> **TASK BRIEF**
Looking at the records below, say how many lines include "PartialEq", and add nothing else.
__________
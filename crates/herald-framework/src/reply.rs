//! Handler replies.
//!
//! A handler returns zero or more [`Reply`] values. Each is either plain
//! text or a [`RichReply`] with an optional embed, file and delivery
//! [`ReplyOptions`]. The dispatcher turns every reply into one canonical
//! [`Prepared`] shape through [`Reply::prepare`] and never looks at the
//! original variant again.

use std::time::Duration;

use herald_core::{Attachment, ChannelId, Embed, Outbound, ReactInterface};

use crate::awaits::Await;

/// Delivery options for a reply.
#[derive(Debug, Clone, Default)]
pub struct ReplyOptions {
    /// Destinations. Empty means the conversation the message came from.
    pub channels: Vec<ChannelId>,
    /// Follow-up awaits armed once per destination after sending.
    pub awaits: Vec<Await>,
    /// Reaction buttons bound to each sent message.
    pub react_interface: Option<ReactInterface>,
    /// Delete each sent message after this long. Failures are ignored.
    pub delete_after: Option<Duration>,
}

/// A reply with payload and options.
#[derive(Debug, Clone, Default)]
pub struct RichReply {
    pub content: Option<String>,
    pub embed: Option<Embed>,
    pub file: Option<Attachment>,
    pub options: ReplyOptions,
}

impl RichReply {
    pub fn new() -> Self {
        Self::default()
    }

    pub fn content(mut self, content: impl Into<String>) -> Self {
        self.content = Some(content.into());
        self
    }

    pub fn embed(mut self, embed: Embed) -> Self {
        self.embed = Some(embed);
        self
    }

    pub fn file(mut self, file: Attachment) -> Self {
        self.file = Some(file);
        self
    }

    /// Adds a destination channel.
    pub fn channel(mut self, channel: impl Into<ChannelId>) -> Self {
        self.options.channels.push(channel.into());
        self
    }

    pub fn channels(mut self, channels: impl IntoIterator<Item = ChannelId>) -> Self {
        self.options.channels.extend(channels);
        self
    }

    /// Adds a follow-up await.
    pub fn await_reply(mut self, spec: Await) -> Self {
        self.options.awaits.push(spec);
        self
    }

    pub fn react_interface(mut self, interface: ReactInterface) -> Self {
        self.options.react_interface = Some(interface);
        self
    }

    pub fn delete_after(mut self, delay: Duration) -> Self {
        self.options.delete_after = Some(delay);
        self
    }
}

/// One handler result.
#[derive(Debug, Clone)]
pub enum Reply {
    Text(String),
    Rich(RichReply),
}

/// A reply normalized for delivery.
#[derive(Debug, Clone)]
pub struct Prepared {
    /// What to send. May be empty when the reply only arms awaits.
    pub payload: Outbound,
    /// Destinations, never empty.
    pub channels: Vec<ChannelId>,
    pub awaits: Vec<Await>,
    pub react_interface: Option<ReactInterface>,
    pub delete_after: Option<Duration>,
}

impl Prepared {
    /// Returns `true` if there is a payload to send.
    pub fn sends(&self) -> bool {
        !self.payload.is_empty()
    }
}

impl Reply {
    /// Normalizes this reply, defaulting the destination to `origin`.
    ///
    /// Returns `None` for replies with nothing to do: empty text, or a rich
    /// reply with neither payload nor awaits.
    pub fn prepare(self, origin: &ChannelId) -> Option<Prepared> {
        let rich = match self {
            Self::Text(text) => RichReply::new().content(text),
            Self::Rich(rich) => rich,
        };
        let payload = Outbound {
            content: rich.content,
            embed: rich.embed,
            file: rich.file,
        };
        let options = rich.options;
        if payload.is_empty() && options.awaits.is_empty() {
            return None;
        }
        let channels = if options.channels.is_empty() {
            vec![origin.clone()]
        } else {
            options.channels
        };
        Some(Prepared {
            payload,
            channels,
            awaits: options.awaits,
            react_interface: options.react_interface,
            delete_after: options.delete_after,
        })
    }
}

impl From<String> for Reply {
    fn from(text: String) -> Self {
        Self::Text(text)
    }
}

impl From<&str> for Reply {
    fn from(text: &str) -> Self {
        Self::Text(text.to_string())
    }
}

impl From<RichReply> for Reply {
    fn from(rich: RichReply) -> Self {
        Self::Rich(rich)
    }
}

// =============================================================================
// Replies
// =============================================================================

/// Everything one action invocation returned, in order.
#[derive(Debug, Clone, Default)]
pub struct Replies(pub Vec<Reply>);

impl Replies {
    pub fn none() -> Self {
        Self::default()
    }

    pub fn is_empty(&self) -> bool {
        self.0.is_empty()
    }

    pub fn len(&self) -> usize {
        self.0.len()
    }
}

impl IntoIterator for Replies {
    type Item = Reply;
    type IntoIter = std::vec::IntoIter<Reply>;

    fn into_iter(self) -> Self::IntoIter {
        self.0.into_iter()
    }
}

impl From<()> for Replies {
    fn from(_: ()) -> Self {
        Self::none()
    }
}

impl From<Reply> for Replies {
    fn from(reply: Reply) -> Self {
        Self(vec![reply])
    }
}

impl From<String> for Replies {
    fn from(text: String) -> Self {
        Reply::from(text).into()
    }
}

impl From<&str> for Replies {
    fn from(text: &str) -> Self {
        Reply::from(text).into()
    }
}

impl From<RichReply> for Replies {
    fn from(rich: RichReply) -> Self {
        Reply::from(rich).into()
    }
}

impl<T: Into<Reply>> From<Vec<T>> for Replies {
    fn from(replies: Vec<T>) -> Self {
        Self(replies.into_iter().map(Into::into).collect())
    }
}

impl<T: Into<Replies>> From<Option<T>> for Replies {
    fn from(reply: Option<T>) -> Self {
        reply.map(Into::into).unwrap_or_default()
    }
}
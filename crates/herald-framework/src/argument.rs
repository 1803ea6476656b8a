//! Declarative positional arguments.
//!
//! Commands, replacers and awaits describe their arguments as an ordered
//! list of [`ArgSpec`]s. The [tokenizer](crate::tokenizer) walks that list
//! to cut a raw text span into typed [`ArgValue`]s.
//!
//! ```rust,ignore
//! use herald_framework::argument::{ArgKind, ArgSpec};
//!
//! let specs = vec![
//!     ArgSpec::required("target").kind(ArgKind::User),
//!     ArgSpec::required("amount").kind(ArgKind::Number),
//!     ArgSpec::optional("reason").delimiter(""),
//! ];
//! ```

use std::fmt;

use herald_core::{Channel, User};

use crate::error::SpecError;

/// How a positional argument is coerced.
#[derive(Debug, Clone, Copy, PartialEq, Eq, Hash, Default)]
pub enum ArgKind {
    /// Used as-is.
    #[default]
    String,
    /// Parsed as a non-zero float.
    Number,
    /// Resolved to a guild member.
    User,
    /// Resolved to a guild channel.
    Channel,
}

impl fmt::Display for ArgKind {
    fn fmt(&self, f: &mut fmt::Formatter<'_>) -> fmt::Result {
        f.write_str(match self {
            Self::String => "string",
            Self::Number => "number",
            Self::User => "user",
            Self::Channel => "channel",
        })
    }
}

/// Description of one positional argument. Immutable once built.
#[derive(Debug, Clone, PartialEq, Eq)]
pub struct ArgSpec {
    name: String,
    mandatory: bool,
    delimiter: String,
    kind: ArgKind,
}

impl ArgSpec {
    /// A mandatory string argument delimited by a single space.
    pub fn required(name: impl Into<String>) -> Self {
        Self {
            name: name.into(),
            mandatory: true,
            delimiter: " ".to_string(),
            kind: ArgKind::String,
        }
    }

    /// An optional string argument delimited by a single space.
    pub fn optional(name: impl Into<String>) -> Self {
        Self {
            mandatory: false,
            ..Self::required(name)
        }
    }

    /// Sets the delimiter that ends this argument. An empty delimiter
    /// consumes the rest of the text.
    pub fn delimiter(mut self, delimiter: impl Into<String>) -> Self {
        self.delimiter = delimiter.into();
        self
    }

    /// Sets the coercion applied to this argument.
    pub fn kind(mut self, kind: ArgKind) -> Self {
        self.kind = kind;
        self
    }

    pub fn name(&self) -> &str {
        &self.name
    }

    pub fn is_mandatory(&self) -> bool {
        self.mandatory
    }

    pub fn delimiter_str(&self) -> &str {
        &self.delimiter
    }

    pub fn arg_kind(&self) -> ArgKind {
        self.kind
    }
}

/// Loadable-but-suspicious argument lists.
#[derive(Debug, Clone, PartialEq, Eq)]
pub enum SpecWarning {
    /// The final argument has a non-empty delimiter, which is never used:
    /// the last position always consumes the rest of the text.
    TrailingDelimiter { name: String, delimiter: String },
}

impl fmt::Display for SpecWarning {
    fn fmt(&self, f: &mut fmt::Formatter<'_>) -> fmt::Result {
        match self {
            Self::TrailingDelimiter { name, delimiter } => write!(
                f,
                "final argument '{name}' declares delimiter {delimiter:?}, which is ignored"
            ),
        }
    }
}

/// Checks an argument list.
///
/// Once an optional argument appears, no later argument may be mandatory.
pub fn validate_specs(specs: &[ArgSpec]) -> Result<Vec<SpecWarning>, SpecError> {
    let mut seen_optional = false;
    for (position, spec) in specs.iter().enumerate() {
        if spec.name.is_empty() {
            return Err(SpecError::EmptyName { position });
        }
        if spec.mandatory && seen_optional {
            return Err(SpecError::MandatoryAfterOptional {
                position,
                name: spec.name.clone(),
            });
        }
        seen_optional |= !spec.mandatory;
    }

    let mut warnings = Vec::new();
    if let Some(last) = specs.last()
        && !last.delimiter.is_empty()
    {
        warnings.push(SpecWarning::TrailingDelimiter {
            name: last.name.clone(),
            delimiter: last.delimiter.clone(),
        });
    }
    Ok(warnings)
}

/// Renders `name <a> <b> [c]`.
pub fn usage(name: &str, specs: &[ArgSpec]) -> String {
    let mut out = name.to_string();
    for spec in specs {
        out.push(' ');
        if spec.mandatory {
            out.push_str(&format!("<{}>", spec.name));
        } else {
            out.push_str(&format!("[{}]", spec.name));
        }
    }
    out
}

// =============================================================================
// Parsed values
// =============================================================================

/// One coerced positional value.
#[derive(Debug, Clone, PartialEq)]
pub enum ArgValue {
    Text(String),
    Number(f64),
    User(User),
    Channel(Channel),
}

impl ArgValue {
    pub fn as_text(&self) -> Option<&str> {
        match self {
            Self::Text(s) => Some(s),
            _ => None,
        }
    }

    pub fn as_number(&self) -> Option<f64> {
        match self {
            Self::Number(n) => Some(*n),
            _ => None,
        }
    }

    pub fn as_user(&self) -> Option<&User> {
        match self {
            Self::User(u) => Some(u),
            _ => None,
        }
    }

    pub fn as_channel(&self) -> Option<&Channel> {
        match self {
            Self::Channel(c) => Some(c),
            _ => None,
        }
    }
}

/// Positional values produced by the tokenizer.
///
/// Positions that received no characters are `None`; trailing empty
/// positions are dropped, so `len()` may be shorter than the declared argument list.
#[derive(Debug, Clone, Default, PartialEq)]
pub struct Args {
    values: Vec<Option<ArgValue>>,
}

impl Args {
    pub fn new(mut values: Vec<Option<ArgValue>>) -> Self {
        while values.last().is_some_and(Option::is_none) {
            values.pop();
        }
        Self { values }
    }

    /// Number of produced positions.
    pub fn len(&self) -> usize {
        self.values.len()
    }

    pub fn is_empty(&self) -> bool {
        self.values.is_empty()
    }

    pub fn get(&self, index: usize) -> Option<&ArgValue> {
        self.values.get(index).and_then(Option::as_ref)
    }

    pub fn text(&self, index: usize) -> Option<&str> {
        self.get(index).and_then(ArgValue::as_text)
    }

    pub fn number(&self, index: usize) -> Option<f64> {
        self.get(index).and_then(ArgValue::as_number)
    }

    pub fn user(&self, index: usize) -> Option<&User> {
        self.get(index).and_then(ArgValue::as_user)
    }

    pub fn channel(&self, index: usize) -> Option<&Channel> {
        self.get(index).and_then(ArgValue::as_channel)
    }

    pub fn iter(&self) -> impl Iterator<Item = Option<&ArgValue>> {
        self.values.iter().map(Option::as_ref)
    }

    /// Returns `true` if every mandatory position of `specs` has a value.
    pub fn covers(&self, specs: &[ArgSpec]) -> bool {
        specs
            .iter()
            .enumerate()
            .filter(|(_, spec)| spec.mandatory)
            .all(|(index, _)| self.get(index).is_some())
    }
}
//! Opaque identifiers.
//!
//! Every id is a transport-assigned string. The router never parses them;
//! it only compares, hashes and concatenates them. Channel and user ids are
//! assumed to be globally unique strings (the await registry keys on their
//! concatenation).

use std::fmt;

use serde::{Deserialize, Serialize};

macro_rules! define_id {
    ($(#[$meta:meta])* $name:ident) => {
        $(#[$meta])*
        #[derive(Debug, Clone, PartialEq, Eq, Hash, PartialOrd, Ord, Serialize, Deserialize)]
        #[serde(transparent)]
        pub struct $name(String);

        impl $name {
            /// Wraps a raw identifier.
            pub fn new(id: impl Into<String>) -> Self {
                Self(id.into())
            }

            /// Returns the identifier as a string slice.
            pub fn as_str(&self) -> &str {
                &self.0
            }
        }

        impl fmt::Display for $name {
            fn fmt(&self, f: &mut fmt::Formatter<'_>) -> fmt::Result {
                f.write_str(&self.0)
            }
        }

        impl From<&str> for $name {
            fn from(id: &str) -> Self {
                Self(id.to_string())
            }
        }

        impl From<String> for $name {
            fn from(id: String) -> Self {
                Self(id)
            }
        }

        impl AsRef<str> for $name {
            fn as_ref(&self) -> &str {
                &self.0
            }
        }
    };
}

define_id!(
    /// Identifies a conversation: a guild text channel or a one-to-one DM.
    ChannelId
);
define_id!(
    /// Identifies a user account.
    UserId
);
define_id!(
    /// Identifies a guild, the parent group of guild channels.
    GuildId
);
define_id!(
    /// Identifies a single message within a channel.
    MessageId
);

#[cfg(test)]
mod tests {
    use super::*;

    #[test]
    fn test_id_display_and_conversions() {
        let id = ChannelId::from("123");
        assert_eq!(id.to_string(), "123");
        assert_eq!(id.as_str(), "123");
        assert_eq!(id, ChannelId::new(String::from("123")));
    }

    #[test]
    fn test_id_serializes_transparently() {
        let id = UserId::new("42");
        assert_eq!(serde_json::to_string(&id).unwrap(), "\"42\"");
        let back: UserId = serde_json::from_str("\"42\"").unwrap();
        assert_eq!(back, id);
    }
}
__________
> **RESPONSE AREA**
6